Un album dont le postulat est assez noir et désespérant... Le thème ?... un ancien tueur est à l'agonie. Hospitalisé, et grâce à une infirmière, il quitte l'établissement. Il récupère ses deux flingues, liquide la bande pour laquelle il a jadis travaillé, part pour le Sud en espérant revoir une dernière fois sa fille. Mais elle s'est enfuie avec un proxénète. Va falloir liquider ce salopard avant de crever !... Une BD ?... non, plutôt un roman dessiné ; une sorte d'histoire récitative où le textuel est plus important que les dialogues. Avec une grande économie de mots -comme toujours- Paringaux arrive pourtant à poser un regard, un vrai, au lieu de s'éparpiller en éventuels dialogues futiles ou superflus. Loustral, lui, y va du style graphique assez pictural qui lui est propre. Son art de la composition, de la mise en page, ses couleurs aussi, apportent une justesse de ton pour cette véritable descente aux enfers qu'il m'a été donnée de lire.

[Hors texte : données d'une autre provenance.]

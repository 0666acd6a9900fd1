//! End-to-end system call scenarios against an in-memory filesystem, a
//! buffer console and a scripted process host.

use std::cell::{Cell, RefCell};
use std::collections::BTreeMap;
use std::rc::Rc;

use frameguard::mm::address::{VirtAddr, PAGE_SIZE, USER_TOP};
use frameguard::mm::frame_table::{EvictionPolicy, FrameError};
use frameguard::syscall::{stack_words, Syscall};
use frameguard::{
    BufferConsole, File, FileSystem, Flow, Kernel, KernelConfig, KernelError, Pid, ProcessHost,
    TrapFrame,
};

const DATA: usize = 0x0804_8000;
const STACK_PAGE: usize = USER_TOP - PAGE_SIZE;
const ESP: usize = STACK_PAGE + 0x800;

struct MemFile {
    data: Rc<RefCell<Vec<u8>>>,
    pos: usize,
}

impl File for MemFile {
    fn length(&self) -> u32 {
        self.data.borrow().len() as u32
    }

    fn read(&mut self, buf: &mut [u8]) -> usize {
        let data = self.data.borrow();
        let n = buf.len().min(data.len().saturating_sub(self.pos));
        buf[..n].copy_from_slice(&data[self.pos..self.pos + n]);
        self.pos += n;
        n
    }

    fn write(&mut self, buf: &[u8]) -> usize {
        let mut data = self.data.borrow_mut();
        let end = self.pos + buf.len();
        if data.len() < end {
            data.resize(end, 0);
        }
        data[self.pos..end].copy_from_slice(buf);
        self.pos = end;
        buf.len()
    }

    fn seek(&mut self, pos: u32) {
        self.pos = pos as usize;
    }

    fn tell(&self) -> u32 {
        self.pos as u32
    }
}

#[derive(Default)]
struct MemFs {
    files: BTreeMap<String, Rc<RefCell<Vec<u8>>>>,
}

impl FileSystem for MemFs {
    type File = MemFile;

    fn open(&mut self, name: &str) -> Option<MemFile> {
        self.files.get(name).map(|data| MemFile {
            data: Rc::clone(data),
            pos: 0,
        })
    }

    fn create(&mut self, name: &str, initial_size: u32) -> bool {
        if name.is_empty() || self.files.contains_key(name) {
            return false;
        }
        let data = vec![0; initial_size as usize];
        self.files.insert(name.to_owned(), Rc::new(RefCell::new(data)));
        true
    }

    fn remove(&mut self, name: &str) -> bool {
        self.files.remove(name).is_some()
    }
}

/// Loads any command line starting with "ok"; everything else fails to load.
#[derive(Default)]
struct ScriptedHost {
    next_child: Cell<u32>,
    commands: RefCell<Vec<String>>,
    loaded: RefCell<BTreeMap<Pid, bool>>,
    exits: RefCell<Vec<(Pid, i32)>>,
    powered_off: Cell<bool>,
}

impl ProcessHost for ScriptedHost {
    fn execute(&self, _parent: Pid, cmd_line: &str) -> Option<Pid> {
        self.commands.borrow_mut().push(cmd_line.to_owned());
        let child = Pid::new(100 + self.next_child.get());
        self.next_child.set(self.next_child.get() + 1);
        self.loaded
            .borrow_mut()
            .insert(child, cmd_line.starts_with("ok"));
        Some(child)
    }

    fn wait_loaded(&self, child: Pid) -> bool {
        self.loaded.borrow().get(&child).copied().unwrap_or(false)
    }

    fn wait(&self, _parent: Pid, child: Pid) -> i32 {
        child.as_u32() as i32 * 2
    }

    fn exited(&self, pid: Pid, status: i32) {
        self.exits.borrow_mut().push((pid, status));
    }

    fn power_off(&self) {
        self.powered_off.set(true);
    }
}

struct Harness {
    kernel: Kernel<MemFs, BufferConsole, ScriptedHost>,
    pid: Pid,
}

impl Harness {
    /// A process with `data_pages` writable data pages and one stack page.
    fn boot(frames: usize, data_pages: usize) -> Self {
        let config = KernelConfig {
            user_frames: frames,
            eviction: EvictionPolicy::Clock,
        };
        let kernel = Kernel::new(config, MemFs::default(), BufferConsole::new(), ScriptedHost::default());
        let pid = kernel.create_process("proc-a");
        for n in 0..data_pages {
            kernel
                .map_user_page(pid, VirtAddr::new(DATA + n * PAGE_SIZE), true)
                .unwrap();
        }
        kernel
            .map_user_page(pid, VirtAddr::new(STACK_PAGE), true)
            .unwrap();
        Self { kernel, pid }
    }

    fn put(&self, va: usize, bytes: &[u8]) {
        self.kernel
            .copy_to_user(self.pid, VirtAddr::new(va), bytes)
            .unwrap();
    }

    fn call_at(&self, esp: usize, call: Syscall, args: &[u32]) -> (Flow, u32) {
        self.put(esp, &stack_words(call, args));
        let mut frame = TrapFrame::new(esp);
        let flow = self.kernel.handle_syscall(self.pid, &mut frame);
        (flow, frame.eax)
    }

    fn call(&self, call: Syscall, args: &[u32]) -> (Flow, u32) {
        self.call_at(ESP, call, args)
    }

    fn value(&self, call: Syscall, args: &[u32]) -> i32 {
        let (flow, eax) = self.call(call, args);
        assert_eq!(flow, Flow::Resume, "{} did not resume", call.name());
        eax as i32
    }

    fn console(&self) -> Vec<u8> {
        self.kernel.console().output().to_vec()
    }

    fn exit_status(&self) -> Option<i32> {
        self.kernel.exit_status(self.pid)
    }
}

fn ptr(va: usize) -> u32 {
    va as u32
}

#[test]
fn create_open_and_write_to_console() {
    let h = Harness::boot(8, 1);
    h.put(DATA, b"foo\0");
    h.put(DATA + 0x100, b"hi");

    assert_eq!(h.value(Syscall::Create, &[ptr(DATA), 0]), 1);
    let fd = h.value(Syscall::Open, &[ptr(DATA)]);
    assert!(fd > 1);
    assert_eq!(h.value(Syscall::Write, &[1, ptr(DATA + 0x100), 2]), 2);
    assert_eq!(h.console(), b"hi");
}

#[test]
fn write_one_page_past_mapping_kills_without_output() {
    let h = Harness::boot(8, 1);
    let (flow, _) = h.call(Syscall::Write, &[1, ptr(DATA + PAGE_SIZE), 2]);
    assert_eq!(flow, Flow::Exit(-1));
    assert_eq!(h.exit_status(), Some(-1));
    assert!(h.console().is_empty());
    assert_eq!(*h.kernel.host().exits.borrow(), [(h.pid, -1)]);
}

#[test]
fn write_straddling_into_unmapped_page_emits_nothing() {
    let h = Harness::boot(8, 1);
    h.put(DATA + PAGE_SIZE - 1, b"x");
    let (flow, _) = h.call(Syscall::Write, &[1, ptr(DATA + PAGE_SIZE - 1), 2]);
    assert_eq!(flow, Flow::Exit(-1));
    assert!(h.console().is_empty());
}

#[test]
fn exhausted_pool_selects_one_older_victim() {
    let h = Harness::boot(4, 1);
    h.kernel
        .map_user_page(h.pid, VirtAddr::new(DATA + PAGE_SIZE), true)
        .unwrap();
    let newest = h
        .kernel
        .map_user_page(h.pid, VirtAddr::new(DATA + 2 * PAGE_SIZE), true)
        .unwrap();
    assert_eq!(h.kernel.frames().pool().free_frames(), 0);
    let scans = h.kernel.frames().stats().victim_scans;

    let err = h
        .kernel
        .map_user_page(h.pid, VirtAddr::new(DATA + 3 * PAGE_SIZE), true)
        .unwrap_err();
    let KernelError::Frame(FrameError::OutOfFrames { victim: Some(victim) }) = err else {
        panic!("unexpected error {:?}", err);
    };
    assert_eq!(h.kernel.frames().stats().victim_scans, scans + 1);
    assert_ne!(victim, newest);
    assert!(h.kernel.frames().contains(victim));
    assert_eq!(h.exit_status(), None);
}

#[test]
fn stack_pointer_at_boundary_kills() {
    let h = Harness::boot(8, 1);
    let mut frame = TrapFrame::new(USER_TOP);
    assert_eq!(h.kernel.handle_syscall(h.pid, &mut frame), Flow::Exit(-1));
    assert_eq!(h.exit_status(), Some(-1));
}

#[test]
fn unmapped_stack_pointer_kills() {
    let h = Harness::boot(8, 1);
    let mut frame = TrapFrame::new(DATA + 16 * PAGE_SIZE);
    assert_eq!(h.kernel.handle_syscall(h.pid, &mut frame), Flow::Exit(-1));
}

#[test]
fn argument_past_stack_top_kills() {
    let h = Harness::boot(8, 1);
    // The call number is readable but its argument lies at USER_TOP.
    let esp = USER_TOP - 4;
    h.put(esp, &Syscall::Exit.number().to_le_bytes());
    let mut frame = TrapFrame::new(esp);
    assert_eq!(h.kernel.handle_syscall(h.pid, &mut frame), Flow::Exit(-1));
}

#[test]
fn unknown_call_kills() {
    let h = Harness::boot(8, 1);
    h.put(ESP, &99u32.to_le_bytes());
    let mut frame = TrapFrame::new(ESP);
    assert_eq!(h.kernel.handle_syscall(h.pid, &mut frame), Flow::Exit(-1));
    assert_eq!(h.exit_status(), Some(-1));
}

#[test]
fn exit_records_status_and_releases_frames() {
    let h = Harness::boot(8, 2);
    h.put(DATA, b"foo\0");
    assert_eq!(h.value(Syscall::Create, &[ptr(DATA), 4]), 1);
    assert!(h.value(Syscall::Open, &[ptr(DATA)]) > 1);
    assert_eq!(h.kernel.frames().len(), 3);

    assert_eq!(h.call(Syscall::Exit, &[3]).0, Flow::Exit(3));
    assert_eq!(h.exit_status(), Some(3));
    assert!(h.kernel.frames().is_empty());
    assert_eq!(h.kernel.frames().pool().free_frames(), 8);
    assert!(h.kernel.processes().get(h.pid).unwrap().files.is_empty());
}

#[test]
fn exec_returns_pid_only_for_loaded_children() {
    let h = Harness::boot(8, 1);
    h.put(DATA, b"ok-child arg\0");
    h.put(DATA + 0x40, b"broken\0");

    assert_eq!(h.value(Syscall::Exec, &[ptr(DATA)]), 100);
    assert_eq!(h.value(Syscall::Exec, &[ptr(DATA + 0x40)]), -1);
    assert_eq!(
        *h.kernel.host().commands.borrow(),
        ["ok-child arg".to_owned(), "broken".to_owned()]
    );
    assert_eq!(h.value(Syscall::Wait, &[100]), 200);
}

#[test]
fn exec_with_bad_command_pointer_kills() {
    let h = Harness::boot(8, 1);
    let (flow, _) = h.call(Syscall::Exec, &[ptr(USER_TOP)]);
    assert_eq!(flow, Flow::Exit(-1));
    assert!(h.kernel.host().commands.borrow().is_empty());
}

#[test]
fn file_name_straddling_pages_is_copied_whole() {
    let h = Harness::boot(8, 2);
    let name = DATA + PAGE_SIZE - 3;
    h.put(name, b"split\0");
    assert_eq!(h.value(Syscall::Create, &[ptr(name), 0]), 1);
    assert!(h.kernel.fs().files.contains_key("split"));
}

#[test]
fn descriptors_are_not_reused_after_close() {
    let h = Harness::boot(8, 1);
    h.put(DATA, b"foo\0");
    h.value(Syscall::Create, &[ptr(DATA), 0]);

    let first = h.value(Syscall::Open, &[ptr(DATA)]);
    assert_eq!(h.call(Syscall::Close, &[first as u32]).0, Flow::Resume);
    let second = h.value(Syscall::Open, &[ptr(DATA)]);
    assert!(second > first);
    assert_eq!(h.value(Syscall::Filesize, &[first as u32]), -1);
}

#[test]
fn open_missing_file_fails() {
    let h = Harness::boot(8, 1);
    h.put(DATA, b"nope\0");
    assert_eq!(h.value(Syscall::Open, &[ptr(DATA)]), -1);
    assert_eq!(h.value(Syscall::Remove, &[ptr(DATA)]), 0);
}

#[test]
fn file_write_seek_read_round_trip() {
    let h = Harness::boot(8, 1);
    h.put(DATA, b"log\0");
    h.put(DATA + 0x100, b"payload");
    h.value(Syscall::Create, &[ptr(DATA), 0]);
    let fd = h.value(Syscall::Open, &[ptr(DATA)]) as u32;

    assert_eq!(h.value(Syscall::Write, &[fd, ptr(DATA + 0x100), 7]), 7);
    assert_eq!(h.value(Syscall::Tell, &[fd]), 7);
    assert_eq!(h.value(Syscall::Filesize, &[fd]), 7);
    assert_eq!(h.call(Syscall::Seek, &[fd, 3]).0, Flow::Resume);
    assert_eq!(h.value(Syscall::Read, &[fd, ptr(DATA + 0x200), 16]), 4);

    let mut buf = [0u8; 4];
    h.kernel
        .copy_from_user(h.pid, VirtAddr::new(DATA + 0x200), &mut buf)
        .unwrap();
    assert_eq!(&buf, b"load");
    assert!(h.console().is_empty());
}

#[test]
fn read_into_read_only_page_kills() {
    let h = Harness::boot(8, 1);
    let ro = DATA + PAGE_SIZE;
    h.kernel
        .map_user_page(h.pid, VirtAddr::new(ro), false)
        .unwrap();
    h.kernel.console().push_input(b"abc");
    let (flow, _) = h.call(Syscall::Read, &[0, ptr(ro), 3]);
    assert_eq!(flow, Flow::Exit(-1));
}

#[test]
fn read_from_console_input() {
    let h = Harness::boot(8, 1);
    h.kernel.console().push_input(b"abc");
    assert_eq!(h.value(Syscall::Read, &[0, ptr(DATA), 8]), 3);
    let mut buf = [0u8; 3];
    h.kernel
        .copy_from_user(h.pid, VirtAddr::new(DATA), &mut buf)
        .unwrap();
    assert_eq!(&buf, b"abc");
}

#[test]
fn bad_descriptors_return_minus_one() {
    let h = Harness::boot(8, 1);
    assert_eq!(h.value(Syscall::Write, &[0, ptr(DATA), 1]), -1);
    assert_eq!(h.value(Syscall::Write, &[42, ptr(DATA), 1]), -1);
    assert_eq!(h.value(Syscall::Read, &[1, ptr(DATA), 1]), -1);
    assert_eq!(h.value(Syscall::Tell, &[42]), -1);
    assert_eq!(h.exit_status(), None);
}

#[test]
fn large_console_write_is_chunked_in_order() {
    let h = Harness::boot(8, 3);
    let bytes: Vec<u8> = (0..2 * PAGE_SIZE + 10).map(|i| b'a' + (i % 26) as u8).collect();
    h.put(DATA + 5, &bytes);
    let len = bytes.len() as u32;
    assert_eq!(h.value(Syscall::Write, &[1, ptr(DATA + 5), len]), len as i32);
    assert_eq!(h.console(), bytes);
}

#[test]
fn placeholders_return_neutral_values() {
    let h = Harness::boot(8, 1);
    h.put(DATA, b"dir\0");
    assert_eq!(h.value(Syscall::Mmap, &[2, ptr(DATA)]), 0);
    assert_eq!(h.value(Syscall::Mkdir, &[ptr(DATA)]), 0);
    assert_eq!(h.value(Syscall::Chdir, &[ptr(DATA)]), 0);
    assert_eq!(h.value(Syscall::Readdir, &[2, ptr(DATA)]), 0);
    assert_eq!(h.value(Syscall::Isdir, &[2]), 0);
    assert_eq!(h.value(Syscall::Inumber, &[2]), 0);

    let mut frame = TrapFrame::new(ESP);
    frame.eax = 0xdead;
    h.put(ESP, &stack_words(Syscall::Munmap, &[1]));
    assert_eq!(h.kernel.handle_syscall(h.pid, &mut frame), Flow::Resume);
    assert_eq!(frame.eax, 0xdead);
}

#[test]
fn halt_powers_off() {
    let h = Harness::boot(8, 1);
    assert_eq!(h.call(Syscall::Halt, &[]).0, Flow::Halt);
    assert!(h.kernel.host().powered_off.get());
    assert_eq!(h.exit_status(), None);
}
//! Memory management
//!
//! Provides:
//! - Typed physical and virtual addresses
//! - The physical page pool user frames are drawn from
//! - Per-process page tables with accessed/dirty tracking
//! - The frame table and its eviction policies
//! - Self-scrubbing kernel scratch pages

pub mod address;
pub mod frame_table;
pub mod paging;
pub mod phys;
pub mod scratch;

pub use address::{PhysAddr, VirtAddr, PAGE_SIZE, USER_TOP};
pub use frame_table::{EvictionPolicy, FrameError, FrameTable, Release};
impl<FS: FileSystem, C: Console, H: ProcessHost> Kernel<FS, C, H> {
    /// Handle a system call trap from `pid`.
    ///
    /// On return the result (if any) is in `frame.eax`. A process that is
    /// killed or exits is torn down before this returns.
    pub fn handle_syscall(&self, pid: Pid, frame: &mut TrapFrame) -> Flow {
        let request = match self.decode(pid, frame.stack_pointer()) {
            Ok(request) => request,
            Err(e) => return self.kill(pid, e),
        };
        trace!("syscall: {} {:?}", pid, request);

        match self.dispatch(pid, request) {
            Ok(Outcome::Value(value)) => {
                frame.eax = value as u32;
                Flow::Resume
            }
            Ok(Outcome::Void) => Flow::Resume,
            Ok(Outcome::Exit(status)) => self.terminate(pid, status),
            Ok(Outcome::Halt) => {
                info!("syscall: halt requested by {}", pid);
                self.host.power_off();
                Flow::Halt
            }
            Err(e) => self.kill(pid, e),
        }
    }

    fn kill(&self, pid: Pid, err: SyscallError) -> Flow {
        warn!("syscall: killing {}: {}", pid, err);
        self.terminate(pid, -1)
    }

    /// Run `f` against a read-only view of `pid`'s user memory.
    fn with_user<R>(
        &self,
        pid: Pid,
        f: impl FnOnce(&UserMemory<'_, PhysMemory>) -> Result<R, Fault>,
    ) -> Result<R, SyscallError> {
        let procs = self.processes.lock();
        let process = procs
            .get(pid)
            .filter(|p| p.is_running())
            .ok_or(SyscallError::NoSuchProcess(pid))?;
        let frames = self.frames.lock();
        let mem = UserMemory::new(&process.page_table, frames.pool());
        Ok(f(&mem)?)
    }

    /// Validate the stack, read the call and its arguments, and validate
    /// every pointer argument.
    fn decode(&self, pid: Pid, esp: VirtAddr) -> Result<Request, SyscallError> {
        let procs = self.processes.lock();
        let process = procs
            .get(pid)
            .filter(|p| p.is_running())
            .ok_or(SyscallError::NoSuchProcess(pid))?;
        let frames = self.frames.lock();
        let mem = UserMemory::new(&process.page_table, frames.pool());

        mem.translate(esp)?;
        let number = mem.read_word(esp)?;
        let call = Syscall::from_number(number).ok_or(SyscallError::UnknownCall(number))?;

        let mut args = [0u32; MAX_ARGS];
        for (i, slot) in args.iter_mut().take(call.arity()).enumerate() {
            let va = esp
                .checked_add(WORD_SIZE * (i + 1))
                .ok_or(Fault::Overflow)?;
            *slot = mem.read_word(va)?;
        }
        trace!("syscall: {} {}({:?})", pid, call.name(), &args[..call.arity()]);

        let fd = args[0] as i32;
        let request = match call {
            Syscall::Halt => Request::Halt,
            Syscall::Exit => Request::Exit {
                status: args[0] as i32,
            },
            Syscall::Exec => Request::Exec {
                cmd_line: copy_str_arg(&mem, args[0])?,
            },
            Syscall::Wait => Request::Wait {
                child: Pid::new(args[0]),
            },
            Syscall::Create => Request::Create {
                name: copy_str_arg(&mem, args[0])?,
                initial_size: args[1],
            },
            Syscall::Remove => Request::Remove {
                name: copy_str_arg(&mem, args[0])?,
            },
            Syscall::Open => Request::Open {
                name: copy_str_arg(&mem, args[0])?,
            },
            Syscall::Filesize => Request::Filesize { fd },
            Syscall::Read => {
                let (buf, len) = (user_ptr(args[1]), args[2] as usize);
                mem.check_writable(buf, len)?;
                Request::Read { fd, buf, len }
            }
            Syscall::Write => {
                let (buf, len) = (user_ptr(args[1]), args[2] as usize);
                mem.check_range(buf, len)?;
                Request::Write { fd, buf, len }
            }
            Syscall::Seek => Request::Seek { fd, pos: args[1] },
            Syscall::Tell => Request::Tell { fd },
            Syscall::Close => Request::Close { fd },
            Syscall::Mmap => Request::Mmap {
                fd,
                addr: user_ptr(args[1]),
            },
            Syscall::Munmap => Request::Munmap { mapping: fd },
            Syscall::Chdir => Request::Chdir {
                dir: copy_str_arg(&mem, args[0])?,
            },
            Syscall::Mkdir => Request::Mkdir {
                dir: copy_str_arg(&mem, args[0])?,
            },
            Syscall::Readdir => {
                let name = user_ptr(args[1]);
                mem.check_writable(name, READDIR_MAX_LEN + 1)?;
                Request::Readdir { fd, name }
            }
            Syscall::Isdir => Request::Isdir { fd },
            Syscall::Inumber => Request::Inumber { fd },
        };
        Ok(request)
    }

    fn dispatch(&self, pid: Pid, request: Request) -> Result<Outcome, SyscallError> {
        let outcome = match request {
            Request::Halt => Outcome::Halt,
            Request::Exit { status } => Outcome::Exit(status),
            Request::Exec { cmd_line } => Outcome::Value(self.sys_exec(pid, cmd_line)),
            Request::Wait { child } => Outcome::Value(self.host.wait(pid, child)),
            Request::Create { name, initial_size } => Outcome::flag(
                as_str(&name).is_some_and(|name| self.fs.lock().create(name, initial_size)),
            ),
            Request::Remove { name } => {
                Outcome::flag(as_str(&name).is_some_and(|name| self.fs.lock().remove(name)))
            }
            Request::Open { name } => Outcome::Value(self.sys_open(pid, &name)?),
            Request::Filesize { fd } => {
                Outcome::Value(self.with_file(pid, fd, |f| byte_count(f.length()))?.unwrap_or(-1))
            }
            Request::Read { fd, buf, len } => Outcome::Value(self.sys_read(pid, fd, buf, len)?),
            Request::Write { fd, buf, len } => Outcome::Value(self.sys_write(pid, fd, buf, len)?),
            Request::Seek { fd, pos } => {
                self.with_file(pid, fd, |f| f.seek(pos))?;
                Outcome::Void
            }
            Request::Tell { fd } => {
                Outcome::Value(self.with_file(pid, fd, |f| byte_count(f.tell()))?.unwrap_or(-1))
            }
            Request::Close { fd } => {
                let file = self
                    .processes
                    .lock()
                    .get_mut(pid)
                    .and_then(|p| p.files.remove(fd));
                if file.is_none() {
                    debug!("syscall: {} close of unknown fd {}", pid, fd);
                }
                Outcome::Void
            }
            Request::Mmap { fd, addr } => {
                info!("SYS_MMAP");
                debug!("syscall: mmap(fd {}, {}) is not supported", fd, addr);
                Outcome::Value(0)
            }
            Request::Munmap { mapping } => {
                info!("SYS_MUNMAP");
                debug!("syscall: munmap({}) is not supported", mapping);
                Outcome::Void
            }
            Request::Chdir { dir } => {
                info!("SYS_CHDIR");
                drop(dir);
                Outcome::flag(false)
            }
            Request::Mkdir { dir } => {
                info!("SYS_MKDIR");
                drop(dir);
                Outcome::flag(false)
            }
            Request::Readdir { fd, name } => {
                info!("SYS_READDIR");
                debug!("syscall: readdir(fd {}, {}) is not supported", fd, name);
                Outcome::flag(false)
            }
            Request::Isdir { fd } => {
                info!("SYS_ISDIR");
                debug!("syscall: isdir(fd {}) is not supported", fd);
                Outcome::flag(false)
            }
            Request::Inumber { fd } => {
                info!("SYS_INUMBER");
                debug!("syscall: inumber(fd {}) is not supported", fd);
                Outcome::Value(0)
            }
        };
        Ok(outcome)
    }

    /// Start `cmd_line` and wait until it has loaded.
    ///
    /// Runs with no lock held: the caller blocks until the child reports.
    fn sys_exec(&self, pid: Pid, cmd_line: ScratchPage) -> i32 {
        let child = match as_str(&cmd_line) {
            Some(cmd) => self.host.execute(pid, cmd),
            None => None,
        };
        drop(cmd_line);

        match child {
            Some(child) if self.host.wait_loaded(child) => child.as_u32() as i32,
            Some(child) => {
                debug!("syscall: {} failed to load", child);
                -1
            }
            None => -1,
        }
    }

    fn sys_open(&self, pid: Pid, name: &ScratchPage) -> Result<i32, SyscallError> {
        let Some(file) = as_str(name).and_then(|name| self.fs.lock().open(name)) else {
            return Ok(-1);
        };

        let mut procs = self.processes.lock();
        let process = procs
            .get_mut(pid)
            .ok_or(SyscallError::NoSuchProcess(pid))?;
        match process.files.install(file) {
            Ok(fd) => Ok(fd),
            Err(file) => {
                warn!("syscall: {} has no descriptor left", pid);
                drop(file);
                Ok(-1)
            }
        }
    }

    /// Apply `f` to the open file `fd` of `pid`; `None` if there is none.
    fn with_file<R>(
        &self,
        pid: Pid,
        fd: i32,
        f: impl FnOnce(&mut FS::File) -> R,
    ) -> Result<Option<R>, SyscallError> {
        let mut procs = self.processes.lock();
        let process = procs
            .get_mut(pid)
            .ok_or(SyscallError::NoSuchProcess(pid))?;
        Ok(process.files.get_mut(fd).map(f))
    }

    /// Copy the user buffer in page-sized chunks and hand each chunk to the
    /// console or the open file.
    fn sys_write(&self, pid: Pid, fd: i32, buf: VirtAddr, len: usize) -> Result<i32, SyscallError> {
        if fd == STDIN_FILENO {
            return Ok(-1);
        }
        if fd != STDOUT_FILENO && self.with_file(pid, fd, |_| ())?.is_none() {
            return Ok(-1);
        }

        let mut scratch = ScratchPage::new();
        let mut written = 0;
        while written < len {
            let n = CHUNK_SIZE.min(len - written);
            let src = buf.checked_add(written).ok_or(Fault::Overflow)?;
            let chunk = &mut scratch.as_bytes_mut()[..n];
            self.with_user(pid, |mem| mem.copy_in(src, chunk))?;

            let chunk = &scratch.as_bytes()[..n];
            let accepted = if fd == STDOUT_FILENO {
                self.console.lock().putbuf(chunk);
                n
            } else {
                self.with_file(pid, fd, |f| f.write(chunk))?.unwrap_or(0)
            };
            written += accepted;
            if accepted < n {
                break;
            }
        }
        Ok(byte_count(written))
    }

    /// Fill the user buffer from console input or an open file.
    fn sys_read(&self, pid: Pid, fd: i32, buf: VirtAddr, len: usize) -> Result<i32, SyscallError> {
        if fd == STDOUT_FILENO {
            return Ok(-1);
        }
        if fd != STDIN_FILENO && self.with_file(pid, fd, |_| ())?.is_none() {
            return Ok(-1);
        }

        let mut scratch = ScratchPage::new();
        let mut read = 0;
        while read < len {
            let want = CHUNK_SIZE.min(len - read);
            let chunk = &mut scratch.as_bytes_mut()[..want];
            let got = if fd == STDIN_FILENO {
                let mut console = self.console.lock();
                let mut got = 0;
                while got < want {
                    match console.getc() {
                        Some(byte) => {
                            chunk[got] = byte;
                            got += 1;
                        }
                        None => break,
                    }
                }
                got
            } else {
                self.with_file(pid, fd, |f| f.read(chunk))?.unwrap_or(0)
            };

            let dst = buf.checked_add(read).ok_or(Fault::Overflow)?;
            self.copy_out(pid, dst, &scratch.as_bytes()[..got])?;
            read += got;
            if got < want {
                break;
            }
        }
        Ok(byte_count(read))
    }

    fn copy_out(&self, pid: Pid, va: VirtAddr, bytes: &[u8]) -> Result<(), SyscallError> {
        if bytes.is_empty() {
            return Ok(());
        }
        let procs = self.processes.lock();
        let process = procs
            .get(pid)
            .ok_or(SyscallError::NoSuchProcess(pid))?;
        let mut frames = self.frames.lock();
        UserMemoryMut::new(&process.page_table, frames.pool_mut()).copy_out(va, bytes)?;
        Ok(())
    }
}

J'avoue ne pas trop adhérer au trait du dessinateur, mais ça ne m'a pas empêché de déguster ces 72 pages en m'accrochant à Louis et au filet de vie qui lui reste... Je cote un 3,5/5.

30/01/2007 (modifier)
Par JAMES RED
Note: 3/5

Je ne suis pas un grand fan du polar en BD, mais sur les conseils de plusieurs personnes, je me suis décidé à acheter ce beau livre. Cette histoire est particulièrement glauque et respecte donc très bien les codes du polar à la française. Les auteurs ont choisi de s’attarder sur la psychologie d’un tueur professionnel et c’est plutôt bien fait. Le type de narration est intéressant puisque le scénariste Paringaux nous fait partager dans des récitatifs abondants les impressions du tueur. Cet homme est totalement désabusé, il agit mécaniquement, de manière implacable, presque comme un robot. On a par moment l’impression qu’il n’a aucune humanité. Les auteurs choisissent cependant de le montrer malade, tuberculeux, sans doute pour essayer de l’humaniser un peu. Le scénario est bien mené et on ne décroche à aucun moment, mais il est peut-être un peu trop sordide, à mon goût. Enfin, les amateurs de polar très noir ne seront pas déçus. Au dessin, je n’aime pas trop le style de Loustal, un peu trop dur, les personnages m’ont un peu rebuté. Mais il faut reconnaître qu’il convient parfaitement bien à l’histoire. En définitive, un bon livre qui ravira les amateurs du genre, quant aux autres…

28/12/2006 (modifier)
Par Da Rocha
Note: 3/5

Polar plutôt violent, "Le Sang des Voyous" est donc la dernière collaboration en date entre Jacques de Loustal et Philippe Paringaux. Loustal que j'ai rencontré lors de l'édition 2006 du Festival de Solliès-Ville m'avait confié que "Le Sang des Voyous" était sa bande dessinée la plus noire. Et bien, je confirme. Sans vouloir plagier l'un de nos chanteurs bien connus : "Noir c'est noir, il n'y a plus d'espoir...". L'histoire scénarisée par Philippe Paringaux nous raconte la dérive sanglante d’un tueur à gage moribond à la recherche de sa fille perdue de vue nombre d'années auparavant. Au cours de son périple, il n'hésitera pas à solder quelques ardoises laissées en suspend. La narration de ce thriller est assez particulière. Les dialogues sont réduits au minimum tandis que des encadrés de textes viennent plonger le lecteur dans l'esprit et les sensations du personnage central. L'atmosphère glauque distillée tout au long des planches de l'album s'en trouve ainsi renforcée. Coté dessins, je ne suis pas de prime abord un grand fan de ce style graphique, aussi il m'a fallu un moment avant de m'y faire. Loustal a choisi d'illustrer le récit par un trait plutôt dur et froid à l'image de son "héros". Les décors sont très épurés, parfois sommaires, même si certains plans de paysages m'ont réellement emballé, notamment grâce à une mise en couleur des plus réussies. Une bande dessinée qui vous captivera jusqu’à son terme.